The SPY printed a Spinning Top candle Monday which was confirmed higher Tuesday, signalling the bottom was in. But the Doji Tuesday, small body candle Wednesday after a gap and then a Shooting Star doji Thursday suggested some weakness in the move. The Shooting Star was confirmed lower Friday, with a candle that filled the gap lower. All of this happened under the 20 and 50 day Simple Moving Average (SMA) cross on the daily chart with a Relative Strength Index (RSI) that is continuing to trend lower and is turning back at the mid line and a Moving Average Convergence Divergence indicator (MACD) that is trying to improve. So many small body candles leading to confusion. Out on the weekly chart price retested the wedge breakout and held moving higher. The RSI has pulled back with a MACD that is falling. The divergence on the weekly chart is a bit troubling as well. There is resistance higher at 161.60, 163 and 166.50. Support comes lower at 159.70 and 157.10 before 153.50. If it breaks below 153.50 the uptrend is broken. A move back over 166.50 reignites the bull trend. Continued Rise in the Pullback in the Uptrend.

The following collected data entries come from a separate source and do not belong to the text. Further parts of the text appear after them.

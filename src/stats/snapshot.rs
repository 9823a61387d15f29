//! Point-in-time counter readings from one raw source.

use std::collections::BTreeMap;

use super::{Counters, TrafficSet, TAG_NONE, UID_ALL};

/// Interface name used when a reading is not tied to a single interface.
pub const IFACE_ALL: &str = "*";

/// Identity of one counter row inside a snapshot.
#[derive(Debug, Clone, PartialEq, Eq, Hash, PartialOrd, Ord)]
pub struct EntryKey {
    pub iface: String,
    pub uid: i32,
    pub set: TrafficSet,
    pub tag: i32,
    pub metered: bool,
    pub roaming: bool,
    pub default_network: bool,
}

impl EntryKey {
    /// Key for an interface-level reading.
    pub fn iface(iface: impl Into<String>) -> Self {
        Self::uid(iface, UID_ALL, TAG_NONE)
    }

    /// Key for a per-uid reading in the default set.
    pub fn uid(iface: impl Into<String>, uid: i32, tag: i32) -> Self {
        Self {
            iface: iface.into(),
            uid,
            set: TrafficSet::Default,
            tag,
            metered: false,
            roaming: false,
            default_network: false,
        }
    }

    pub fn with_metered(mut self, metered: bool) -> Self {
        self.metered = metered;
        self
    }
}

/// Multiset of counter readings keyed by [`EntryKey`].
///
/// Readings added under an existing key are combined additively, so a
/// snapshot assembled from several sources holds their sum.
#[derive(Debug, Clone, Default, PartialEq, Eq)]
pub struct Snapshot {
    taken_at: i64,
    entries: BTreeMap<EntryKey, Counters>,
}

impl Snapshot {
    /// Creates an empty snapshot taken at `taken_at` (wall clock millis).
    pub fn new(taken_at: i64) -> Self {
        Self {
            taken_at,
            entries: BTreeMap::new(),
        }
    }

    pub fn taken_at(&self) -> i64 {
        self.taken_at
    }

    pub fn len(&self) -> usize {
        self.entries.len()
    }

    pub fn is_empty(&self) -> bool {
        self.entries.is_empty()
    }

    /// Adds a reading, combining it with any existing reading for the key.
    pub fn add(&mut self, key: EntryKey, counters: Counters) {
        *self.entries.entry(key).or_default() += counters;
    }

    /// Builder form of [`Snapshot::add`].
    pub fn with(mut self, key: EntryKey, counters: Counters) -> Self {
        self.add(key, counters);
        self
    }

    pub fn get(&self, key: &EntryKey) -> Option<&Counters> {
        self.entries.get(key)
    }

    pub fn iter(&self) -> impl Iterator<Item = (&EntryKey, &Counters)> {
        self.entries.iter()
    }

    /// Adds every reading of `other` into this snapshot.
    pub fn combine(&mut self, other: &Snapshot) {
        for (key, counters) in &other.entries {
            self.add(key.clone(), *counters);
        }
    }

    /// Sum of all readings.
    pub fn total(&self) -> Counters {
        self.entries
            .values()
            .fold(Counters::ZERO, |acc, c| acc + *c)
    }

    /// Returns the readings matching `pred`.
    pub fn filtered(&self, pred: impl Fn(&EntryKey) -> bool) -> Snapshot {
        Snapshot {
            taken_at: self.taken_at,
            entries: self
                .entries
                .iter()
                .filter(|(k, _)| pred(k))
                .map(|(k, v)| (k.clone(), *v))
                .collect(),
        }
    }

    /// Collapses uid, set, tag and network flags, keeping one row per interface.
    pub fn grouped_by_iface(&self) -> Snapshot {
        let mut out = Snapshot::new(self.taken_at);
        for (key, counters) in &self.entries {
            out.add(EntryKey::iface(key.iface.clone()), *counters);
        }
        out
    }

    /// Computes `self - previous` per key.
    ///
    /// Keys missing from `previous` contribute their full value. When any
    /// field of a row would go negative the source counter was reset, so the
    /// whole current reading is used as the delta and `on_non_monotonic` is
    /// told about both readings. Rows that only exist in `previous` are
    /// ignored.
    pub fn subtract<F>(&self, previous: &Snapshot, mut on_non_monotonic: F) -> Snapshot
    where
        F: FnMut(&EntryKey, &Counters, &Counters),
    {
        let mut delta = Snapshot::new(self.taken_at);
        for (key, current) in &self.entries {
            let value = match previous.entries.get(key) {
                Some(prev) => {
                    let d = *current - *prev;
                    if d.is_negative() {
                        on_non_monotonic(key, prev, current);
                        *current
                    } else {
                        d
                    }
                }
                None => *current,
            };
            if !value.is_zero() {
                delta.entries.insert(key.clone(), value);
            }
        }
        delta
    }
}

#[cfg(test)]
mod tests {
    use super::*;

    #[test]
    fn test_add_combines_same_key() {
        let mut snap = Snapshot::new(0);
        snap.add(EntryKey::iface("wlan0"), Counters::bytes(100, 10));
        snap.add(EntryKey::iface("wlan0"), Counters::bytes(5, 5));
        snap.add(EntryKey::iface("rmnet0"), Counters::bytes(1, 1));

        assert_eq!(snap.len(), 2);
        assert_eq!(
            snap.get(&EntryKey::iface("wlan0")),
            Some(&Counters::bytes(105, 15))
        );
        assert_eq!(snap.total(), Counters::bytes(106, 16));
    }

    #[test]
    fn test_subtract_monotonic() {
        let old = Snapshot::new(0).with(EntryKey::iface("wlan0"), Counters::bytes(1000, 1200));
        let new = Snapshot::new(60_000).with(EntryKey::iface("wlan0"), Counters::bytes(2500, 1800));

        let mut anomalies = 0;
        let delta = new.subtract(&old, |_, _, _| anomalies += 1);

        assert_eq!(anomalies, 0);
        assert_eq!(delta.taken_at(), 60_000);
        assert_eq!(
            delta.get(&EntryKey::iface("wlan0")),
            Some(&Counters::bytes(1500, 600))
        );
    }

    #[test]
    fn test_subtract_non_monotonic_uses_full_value() {
        let old = Snapshot::new(0).with(EntryKey::iface("wlan0"), Counters::bytes(2500, 1800));
        let new = Snapshot::new(1).with(EntryKey::iface("wlan0"), Counters::bytes(2000, 1800));

        let mut seen = Vec::new();
        let delta = new.subtract(&old, |key, prev, cur| {
            seen.push((key.iface.clone(), *prev, *cur));
        });

        assert_eq!(
            seen,
            vec![(
                "wlan0".to_string(),
                Counters::bytes(2500, 1800),
                Counters::bytes(2000, 1800)
            )]
        );
        assert_eq!(
            delta.get(&EntryKey::iface("wlan0")),
            Some(&Counters::bytes(2000, 1800))
        );
    }

    #[test]
    fn test_subtract_new_key_and_vanished_key() {
        let old = Snapshot::new(0).with(EntryKey::iface("eth0"), Counters::bytes(10, 10));
        let new = Snapshot::new(1).with(EntryKey::uid("wlan0", 10_001, 0), Counters::bytes(7, 3));

        let delta = new.subtract(&old, |_, _, _| panic!("no anomaly expected"));

        assert_eq!(delta.len(), 1);
        assert_eq!(
            delta.get(&EntryKey::uid("wlan0", 10_001, 0)),
            Some(&Counters::bytes(7, 3))
        );
    }

    #[test]
    fn test_subtract_drops_zero_rows() {
        let snap = Snapshot::new(0).with(EntryKey::iface("wlan0"), Counters::bytes(5, 5));
        let delta = snap.subtract(&snap, |_, _, _| {});
        assert!(delta.is_empty());
    }

    #[test]
    fn test_grouped_by_iface() {
        let snap = Snapshot::new(0)
            .with(EntryKey::uid("wlan0", 10_001, 0), Counters::bytes(1, 2))
            .with(EntryKey::uid("wlan0", 10_002, 0), Counters::bytes(3, 4))
            .with(EntryKey::uid("rmnet0", 10_001, 0), Counters::bytes(5, 6));

        let grouped = snap.grouped_by_iface();
        assert_eq!(grouped.len(), 2);
        assert_eq!(
            grouped.get(&EntryKey::iface("wlan0")),
            Some(&Counters::bytes(4, 6))
        );
    }
}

Heading into the Holiday shortened week the Equity markets look tired in their bounce. Look for Gold to consolidate or bounce in its downtrend while Crude Oil is biased higher in the consolidation. The US Dollar Index looks strong and ready to continue higher while US Treasuries may continue their bounce in the downtrend. The Shanghai Composite and Emerging Markets both look to bounce in their downtrends. Volatility looks to remain subdued but drifting higher keeping the bias lower for the equity index ETF’s SPY, IWM and QQQ. Their charts all look to be tired in upward move within their intermediate downtrends in the long term uptrend. Use this information as you prepare for the coming week and trad’em well.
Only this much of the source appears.